José-Augusto França
O Chiado do Professor França é uma placa giratória. Por graça, alguns chamavam-lhe “Paris em Lisboa”, como alcunha. Desde a Antiga Biblioteca Nacional à Rua Garrett, da Sá da Costa à Bertrand, à Portugal ou à Férin, a Havaneza e os Mártires, o Conselheiro Acácio e Luísa, das tertúlias da Brasileira ao sobe e desce da Rua Garrett, passando pelas presenças de Abel Manta, Aquilino, Manuel Mendes, António Sérgio – o Chiado era “tout Lisbonne”. “Unicórnio” nasceu na ‘Brasileira do Chiado’, onde muitas outras coisas nasceram ou se geraram, desde meados dos anos 10. Nos seus anos 50, foi já em fim de época, nas transformações de então da cidade, do Chiado. Nasceu por efeito do convívio com os amigos surrealistas, quando ainda, nas mesas do café, se convivia, lendo o Diário de Lisboa, engraxando os sapatos, pagando a bica com gorjeta de dois tostões para acertar a conta, e aguardando horas do elétrico para casa.
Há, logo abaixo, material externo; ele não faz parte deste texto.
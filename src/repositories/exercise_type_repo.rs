use rusqlite::OptionalExtension;
use uuid::Uuid;

use crate::db::DbPool;
use crate::error::{AppError, Result};
use crate::models::{ExerciseType, FromSqliteRow};

#[derive(Clone)]
pub struct ExerciseTypeRepository {
    pool: DbPool,
}

impl ExerciseTypeRepository {
    pub fn new(pool: DbPool) -> Self {
        Self { pool }
    }

    /// The full catalog, as shown on the workout entry form.
    pub async fn find_all(&self) -> Result<Vec<ExerciseType>> {
        let pool = self.pool.clone();
        tokio::task::spawn_blocking(move || -> Result<Vec<ExerciseType>> {
            let conn = pool.get()?;
            let mut stmt = conn.prepare("SELECT * FROM exercise_types ORDER BY name")?;
            let types = stmt
                .query_map([], ExerciseType::from_row)?
                .collect::<rusqlite::Result<Vec<_>>>()?;
            Ok(types)
        })
        .await
        .map_err(|e| AppError::Internal(e.to_string()))?
    }

    pub async fn find_by_id(&self, id: &str) -> Result<Option<ExerciseType>> {
        let pool = self.pool.clone();
        let id = id.to_string();
        tokio::task::spawn_blocking(move || -> Result<Option<ExerciseType>> {
            let conn = pool.get()?;
            let mut stmt = conn.prepare("SELECT * FROM exercise_types WHERE id = ?")?;
            let result = stmt.query_row([&id], ExerciseType::from_row).optional()?;
            Ok(result)
        })
        .await
        .map_err(|e| AppError::Internal(e.to_string()))?
    }

    pub async fn create(&self, name: &str) -> Result<ExerciseType> {
        let exercise_type = ExerciseType {
            id: Uuid::new_v4().to_string(),
            name: name.to_string(),
        };
        let type_clone = exercise_type.clone();

        let pool = self.pool.clone();
        tokio::task::spawn_blocking(move || -> Result<()> {
            let conn = pool.get()?;
            conn.execute(
                "INSERT INTO exercise_types (id, name) VALUES (?, ?)",
                rusqlite::params![type_clone.id, type_clone.name],
            )?;
            Ok(())
        })
        .await
        .map_err(|e| AppError::Internal(e.to_string()))??;

        Ok(exercise_type)
    }

    pub async fn delete(&self, id: &str) -> Result<bool> {
        let pool = self.pool.clone();
        let id = id.to_string();
        tokio::task::spawn_blocking(move || -> Result<bool> {
            let conn = pool.get()?;
            let rows = conn.execute("DELETE FROM exercise_types WHERE id = ?", [&id])?;
            Ok(rows > 0)
        })
        .await
        .map_err(|e| AppError::Internal(e.to_string()))?
    }
}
Com a ironia que todos lhe conhecemos, José-Augusto França (1922-2021) gostava de dizer que Lisboa é a capital de Portugal, o Chiado a capital de Lisboa e o Grémio Literário a capital do Chiado. De facto, o Chiado muito lhe deve. José-Augusto França foi o historiador de Arte que soube sempre aliar a análise cuidada e aprofundada da criação cultural e artística ao contexto social e económico. A leitura das suas obras é uma oportunidade rara de conhecimento, uma vez que relaciona a sociedade e a vida, vendo-se a história como um conjunto compreensivo, que torna a sua apresentação apaixonante. José-Augusto França, antigo Presidente do Centro Nacional de Cultura e sócio honorário, soube aliar a análise cuidada e aprofundada da criação cultural e artística ao contexto social e económico. A leitura das suas obras constitui, assim, uma oportunidade rara de conhecimento dos temas que tratou, desde a reconstrução da cidade de Lisboa após o terramoto até à exaustiva análise da Arte portuguesa dos séculos XIX e XX, uma vez que relaciona a sociedade e a vida, vendo a história como um conjunto global e compreensivo, tornando a sua apresentação apaixonante. Não é possível estudar qualquer um destes temas sem o conhecimento da completa investigação realizada pelo Professor França, que é indubitavelmente a mais exaustiva e esclarecedora que se conhece sobre a matéria.
Tendo frequentado Ciências Histórico-Filosóficas, na Faculdade de Letras da Universidade de Lisboa, José-Augusto França, como bolseiro do Estado francês, em 1959, estudou na Universidade de Paris-Sorbonne até 1963, tendo trabalhado, entre outros, com Pierre Francastel (1900-1970). Em Paris, doutorou-se em História, em 1962, com a tese “Une Ville des Lumières: la Lisbonne de Pombal”, e em Letras, em 1969, com a tese “Le Romantisme au Portugal”.
Quando o historiador foi solicitado a pronunciar-se sobre a classificação da «Lisboa Pombalina», em 1967, no âmbito da ação do Município de Lisboa, considerou a necessidade de compreender o movimento histórico que corresponde ao surgimento da moderna cidade de Lisboa reconstituída sob a orientação de Sebastião José e da sua esclarecida equipa. Daí a proposta de alargamento da zona a classificar, considerando a abertura da Avenida da Liberdade, nos anos oitenta do século XIX, quando se rompeu o espaço confinado do Passeio Público. A noção de preservação dos bens culturais, do património, dos conjuntos urbanos e da memória é hoje considerada, na senda do entendimento pioneiro de José-Augusto França, num sentido amplo e integrado em nome da qualidade e da fidelidade histórica. Não sendo a cidade uma realidade isolada, uniforme ou momentânea, há que considerar ainda os núcleos que a complementam, como os de raiz rural, que contribuem para a definição da identidade da cidade.
No Centro Nacional de Cultura não esquecemos o contributo inestimável de José-Augusto França, como presença regular nos passeios de domingo, com Helena Vaz da Silva, nos roteiros, nos debates e na ação constante em prol do património cultural. Aqui se albergou, graças à sua iniciativa, o Mestrado de História da Arte da Universidade Nova de Lisboa.